ASSIGNMENT - When a line in the entries below contains the word "UnboundedSender", copy that line.

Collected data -
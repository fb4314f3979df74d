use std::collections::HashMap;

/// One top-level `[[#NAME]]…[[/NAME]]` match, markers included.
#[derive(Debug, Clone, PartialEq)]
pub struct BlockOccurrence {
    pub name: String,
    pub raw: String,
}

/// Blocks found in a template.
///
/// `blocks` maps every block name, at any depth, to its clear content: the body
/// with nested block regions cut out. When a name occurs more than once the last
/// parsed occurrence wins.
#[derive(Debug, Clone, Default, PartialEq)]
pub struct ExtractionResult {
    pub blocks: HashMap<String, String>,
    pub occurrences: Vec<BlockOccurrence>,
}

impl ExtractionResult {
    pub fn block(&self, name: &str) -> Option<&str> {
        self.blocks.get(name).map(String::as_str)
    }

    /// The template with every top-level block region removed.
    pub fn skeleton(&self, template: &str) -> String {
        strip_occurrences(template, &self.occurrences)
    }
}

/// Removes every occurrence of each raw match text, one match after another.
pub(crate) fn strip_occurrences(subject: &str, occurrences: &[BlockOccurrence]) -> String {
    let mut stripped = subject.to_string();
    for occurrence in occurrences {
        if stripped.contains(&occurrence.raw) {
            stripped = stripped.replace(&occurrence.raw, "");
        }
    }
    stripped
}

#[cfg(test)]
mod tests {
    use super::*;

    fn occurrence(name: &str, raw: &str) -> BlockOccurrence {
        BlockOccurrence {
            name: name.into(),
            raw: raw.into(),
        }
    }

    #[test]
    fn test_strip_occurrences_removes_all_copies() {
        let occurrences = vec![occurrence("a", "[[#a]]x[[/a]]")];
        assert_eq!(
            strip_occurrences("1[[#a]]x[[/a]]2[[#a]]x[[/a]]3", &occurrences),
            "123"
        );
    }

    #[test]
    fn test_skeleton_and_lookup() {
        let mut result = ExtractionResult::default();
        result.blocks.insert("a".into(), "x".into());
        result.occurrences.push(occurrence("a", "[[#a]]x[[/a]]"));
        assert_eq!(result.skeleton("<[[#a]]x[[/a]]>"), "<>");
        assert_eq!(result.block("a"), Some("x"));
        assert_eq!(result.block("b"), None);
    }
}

...

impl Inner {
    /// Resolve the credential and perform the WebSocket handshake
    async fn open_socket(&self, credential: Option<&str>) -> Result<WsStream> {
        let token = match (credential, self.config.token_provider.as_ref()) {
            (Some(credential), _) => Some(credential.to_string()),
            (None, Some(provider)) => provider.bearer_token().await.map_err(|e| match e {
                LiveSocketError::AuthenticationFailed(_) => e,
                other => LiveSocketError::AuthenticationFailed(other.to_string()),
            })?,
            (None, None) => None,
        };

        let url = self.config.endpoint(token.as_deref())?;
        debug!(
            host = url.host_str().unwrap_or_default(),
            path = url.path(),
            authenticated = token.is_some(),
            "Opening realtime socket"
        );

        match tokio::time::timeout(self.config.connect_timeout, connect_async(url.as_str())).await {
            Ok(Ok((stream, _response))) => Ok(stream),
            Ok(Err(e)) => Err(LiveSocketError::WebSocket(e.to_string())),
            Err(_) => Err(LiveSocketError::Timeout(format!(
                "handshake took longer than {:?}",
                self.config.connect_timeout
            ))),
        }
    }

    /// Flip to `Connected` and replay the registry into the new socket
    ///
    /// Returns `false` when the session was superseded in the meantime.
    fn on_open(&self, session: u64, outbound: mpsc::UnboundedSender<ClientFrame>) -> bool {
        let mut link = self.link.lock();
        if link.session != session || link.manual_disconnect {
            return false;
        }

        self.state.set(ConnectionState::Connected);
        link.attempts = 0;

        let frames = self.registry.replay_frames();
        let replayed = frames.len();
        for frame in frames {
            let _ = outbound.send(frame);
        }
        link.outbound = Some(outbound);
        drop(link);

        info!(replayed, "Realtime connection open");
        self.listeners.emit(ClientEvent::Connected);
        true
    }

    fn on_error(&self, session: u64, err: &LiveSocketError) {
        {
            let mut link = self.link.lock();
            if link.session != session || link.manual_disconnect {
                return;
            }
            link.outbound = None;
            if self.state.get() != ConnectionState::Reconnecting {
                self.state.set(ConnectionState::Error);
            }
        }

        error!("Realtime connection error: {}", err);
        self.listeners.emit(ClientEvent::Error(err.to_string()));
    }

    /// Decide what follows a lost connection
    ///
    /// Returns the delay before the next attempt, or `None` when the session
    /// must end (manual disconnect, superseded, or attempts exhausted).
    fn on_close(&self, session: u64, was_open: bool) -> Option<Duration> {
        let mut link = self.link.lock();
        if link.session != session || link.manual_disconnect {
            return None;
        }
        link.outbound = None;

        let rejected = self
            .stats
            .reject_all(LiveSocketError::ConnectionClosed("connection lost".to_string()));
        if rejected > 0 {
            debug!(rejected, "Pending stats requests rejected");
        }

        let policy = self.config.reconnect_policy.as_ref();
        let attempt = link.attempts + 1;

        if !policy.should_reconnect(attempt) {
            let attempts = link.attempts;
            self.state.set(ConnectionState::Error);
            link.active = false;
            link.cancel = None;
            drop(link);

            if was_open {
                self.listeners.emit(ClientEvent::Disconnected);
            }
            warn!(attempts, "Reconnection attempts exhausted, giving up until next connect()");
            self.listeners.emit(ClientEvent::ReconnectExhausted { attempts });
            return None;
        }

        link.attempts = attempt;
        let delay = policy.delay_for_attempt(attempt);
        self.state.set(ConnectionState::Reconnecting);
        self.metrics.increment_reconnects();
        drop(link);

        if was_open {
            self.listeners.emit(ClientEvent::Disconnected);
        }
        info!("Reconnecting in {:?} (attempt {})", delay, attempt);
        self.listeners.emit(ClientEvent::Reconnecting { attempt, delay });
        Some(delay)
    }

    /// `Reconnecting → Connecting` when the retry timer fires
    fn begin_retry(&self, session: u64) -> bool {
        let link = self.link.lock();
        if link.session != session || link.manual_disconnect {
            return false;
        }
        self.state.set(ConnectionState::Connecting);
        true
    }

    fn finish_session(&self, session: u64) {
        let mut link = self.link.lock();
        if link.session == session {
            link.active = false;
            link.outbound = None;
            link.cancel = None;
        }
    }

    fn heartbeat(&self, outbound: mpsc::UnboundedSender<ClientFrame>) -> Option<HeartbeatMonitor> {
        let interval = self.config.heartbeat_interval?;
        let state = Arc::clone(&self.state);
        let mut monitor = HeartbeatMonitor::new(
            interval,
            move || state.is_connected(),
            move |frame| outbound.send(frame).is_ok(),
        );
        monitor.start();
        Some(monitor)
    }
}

RESPONSE TO THIS EXERCISE -
    fn on_open(&self, session: u64, outbound: mpsc::UnboundedSender<ClientFrame>) -> bool {
    fn heartbeat(&self, outbound: mpsc::UnboundedSender<ClientFrame>) -> Option<HeartbeatMonitor> {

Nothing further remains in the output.